Ideally, I would like to do:

txdb <- loadFeatures(system.file("extdata", "UCSC_knownGene_sample.sqlite",
                                    package="GenomicFeatures"))
genes(txdb)

And have this return the entire genomic range of the gene (much like 
transcripts() returns the genomic range of the transcript, including the 
introns). However, this does not exist.
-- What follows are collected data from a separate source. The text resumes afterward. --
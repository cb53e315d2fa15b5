//! Error types for the votes ranker repository.
//! Consolidates and re-exports error types related to repository operations.
mod repository;

pub use repository::RepositoryError;
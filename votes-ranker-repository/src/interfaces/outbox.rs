use votes_ranker_shared::types::{SequenceId, TargetId, VoteDeltaEvent};

use crate::errors::RepositoryError;

/// Trait for interacting with the delta outbox.
///
/// The outbox is written by `VoteLedgerRepository::commit_transition` and acts
/// as the durable buffer between a committed ledger change and its delivery
/// to the transport.
#[async_trait::async_trait]
pub trait DeltaOutboxRepository: Send + Sync {
    /// Returns up to `limit` events not yet handed to the transport, ordered
    /// by target and then by sequence id.
    async fn fetch_unpublished(&self, limit: i64) -> Result<Vec<VoteDeltaEvent>, RepositoryError>;

    /// Flags an event as delivered to the transport.
    async fn mark_published(
        &self,
        target_id: TargetId,
        sequence_id: SequenceId,
    ) -> Result<(), RepositoryError>;

    /// Clears the delivered flag of an event so the relay sends it again.
    ///
    /// Used when a redelivery of an already published event fails.
    async fn mark_unpublished(
        &self,
        target_id: TargetId,
        sequence_id: SequenceId,
    ) -> Result<(), RepositoryError>;

    /// Deletes delivered events that their target's counter has applied.
    ///
    /// Returns the number of events removed.
    async fn prune_applied(&self) -> Result<u64, RepositoryError>;

    /// Returns up to `limit` events whose sequence id is ahead of the
    /// `last_applied_sequence_id` of their target's counter, ordered by
    /// target and then by sequence id.
    ///
    /// Used on startup to redeliver events that reached the transport but
    /// were never applied.
    async fn fetch_unapplied(&self, limit: i64) -> Result<Vec<VoteDeltaEvent>, RepositoryError>;
}
use crate::types::{VoteRecord, VoteValue};

/// Represents a ledger change to be committed atomically.
///
/// A `VoteTransition` bundles the new state of a vote record with the value
/// it replaces and the version the caller read. Committing it writes the
/// record and appends the matching delta event in one transaction.
#[derive(Debug, Clone, PartialEq, Eq)]
pub struct VoteTransition {
    /// The record as it must look after the commit.
    pub record: VoteRecord,
    /// The value the record held before, `Remove` when it did not exist.
    pub old_value: VoteValue,
    /// `None` to create the record, `Some(version)` to update it only if the
    /// stored version still matches.
    pub expected_version: Option<i64>,
}
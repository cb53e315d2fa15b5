use serde::{Deserialize, Serialize};
use thiserror::Error;

/// Represents the vote currently held by a user on a target.
#[derive(Clone, Copy, Debug, Default, Serialize, Deserialize, PartialEq, Eq, Hash)]
pub enum VoteValue {
    /// Indicates an upvote (`+1`).
    Up,
    /// Indicates a downvote (`-1`).
    Down,
    /// Indicates the absence or retraction of a vote (`0`).
    #[default]
    Remove,
}

/// Returned when a raw vote value is outside `{-1, 0, +1}`.
#[derive(Debug, Clone, Copy, Error, PartialEq, Eq)]
#[error("invalid vote value: {0} (expected -1, 0 or 1)")]
pub struct InvalidVoteValue(pub i16);

impl VoteValue {
    /// Signed representation used on the wire and in storage.
    pub fn as_i16(self) -> i16 {
        match self {
            VoteValue::Up => 1,
            VoteValue::Down => -1,
            VoteValue::Remove => 0,
        }
    }

    /// Contribution of this value to the `(upvotes, downvotes)` buckets.
    ///
    /// `Up` adds one upvote, `Down` one downvote and `Remove` nothing.
    pub fn contribution(self) -> (i64, i64) {
        match self {
            VoteValue::Up => (1, 0),
            VoteValue::Down => (0, 1),
            VoteValue::Remove => (0, 0),
        }
    }

    /// Whether this value counts towards any bucket.
    pub fn is_active(self) -> bool {
        self != VoteValue::Remove
    }
}

impl TryFrom<i16> for VoteValue {
    type Error = InvalidVoteValue;

    fn try_from(value: i16) -> Result<Self, Self::Error> {
        match value {
            1 => Ok(VoteValue::Up),
            -1 => Ok(VoteValue::Down),
            0 => Ok(VoteValue::Remove),
            other => Err(InvalidVoteValue(other)),
        }
    }
}

impl From<VoteValue> for i16 {
    fn from(value: VoteValue) -> Self {
        value.as_i16()
    }
}

/// The kind of content a vote targets.
#[derive(Clone, Copy, Debug, Serialize, Deserialize, PartialEq, Eq, Hash, PartialOrd, Ord)]
pub enum TargetType {
    Post,
    Comment,
}

/// Returned when a stored target type discriminant is unknown.
#[derive(Debug, Clone, Copy, Error, PartialEq, Eq)]
#[error("invalid target type: {0}")]
pub struct InvalidTargetType(pub i16);

impl TargetType {
    pub fn as_i16(self) -> i16 {
        match self {
            TargetType::Post => 0,
            TargetType::Comment => 1,
        }
    }
}

impl TryFrom<i16> for TargetType {
    type Error = InvalidTargetType;

    fn try_from(value: i16) -> Result<Self, Self::Error> {
        match value {
            0 => Ok(TargetType::Post),
            1 => Ok(TargetType::Comment),
            other => Err(InvalidTargetType(other)),
        }
    }
}

#[cfg(test)]
mod tests {
    use super::*;

    #[test]
    fn test_vote_value_from_raw() {
        assert_eq!(VoteValue::try_from(1), Ok(VoteValue::Up));
        assert_eq!(VoteValue::try_from(-1), Ok(VoteValue::Down));
        assert_eq!(VoteValue::try_from(0), Ok(VoteValue::Remove));
    }

    #[test]
    fn test_vote_value_rejects_out_of_range() {
        assert_eq!(VoteValue::try_from(2), Err(InvalidVoteValue(2)));
        assert_eq!(VoteValue::try_from(-5), Err(InvalidVoteValue(-5)));
    }

    #[test]
    fn test_vote_value_contribution() {
        assert_eq!(VoteValue::Up.contribution(), (1, 0));
        assert_eq!(VoteValue::Down.contribution(), (0, 1));
        assert_eq!(VoteValue::Remove.contribution(), (0, 0));
    }

    #[test]
    fn test_target_type_discriminants() {
        assert_eq!(TargetType::try_from(TargetType::Post.as_i16()), Ok(TargetType::Post));
        assert_eq!(TargetType::try_from(TargetType::Comment.as_i16()), Ok(TargetType::Comment));
        assert_eq!(TargetType::try_from(7), Err(InvalidTargetType(7)));
    }
}
//! This module defines and re-exports the interfaces for the repositories.
//! It serves as a central point for accessing traits related to data interaction.
mod counters;
mod ledger;
mod outbox;
mod ranking;

pub use counters::CounterRepository;
pub use ledger::{VoteHistoryRepository, VoteLedgerRepository};
pub use outbox::DeltaOutboxRepository;
pub use ranking::{LeaseRepository, SnapshotRepository};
So I have made a little function 
to do this:

genes<-function(txdb){
     txByGene<-transcriptsBy(txdb,"gene")
     geneStarts<-sapply(start(txByGene),min)
     geneEnds<-sapply(end(txByGene),max)
     geneChr<-sapply(seqnames(txByGene),unique)
     geneStrand<-sapply(strand(txByGene),unique)
   
GRanges(seqnames=geneChr,strand=geneStrand,ranges=IRanges(geneStarts,geneEnds),gene_name=names(txByGene)) 

}

However, this has run me into all kinds of problems because the same 
gene name can be used for transcripts on different chromosomes, namely 
the X and Y chromosome (which makes me wonder about the safety of the 
assumption that gene names are unique -- does this count as unique?).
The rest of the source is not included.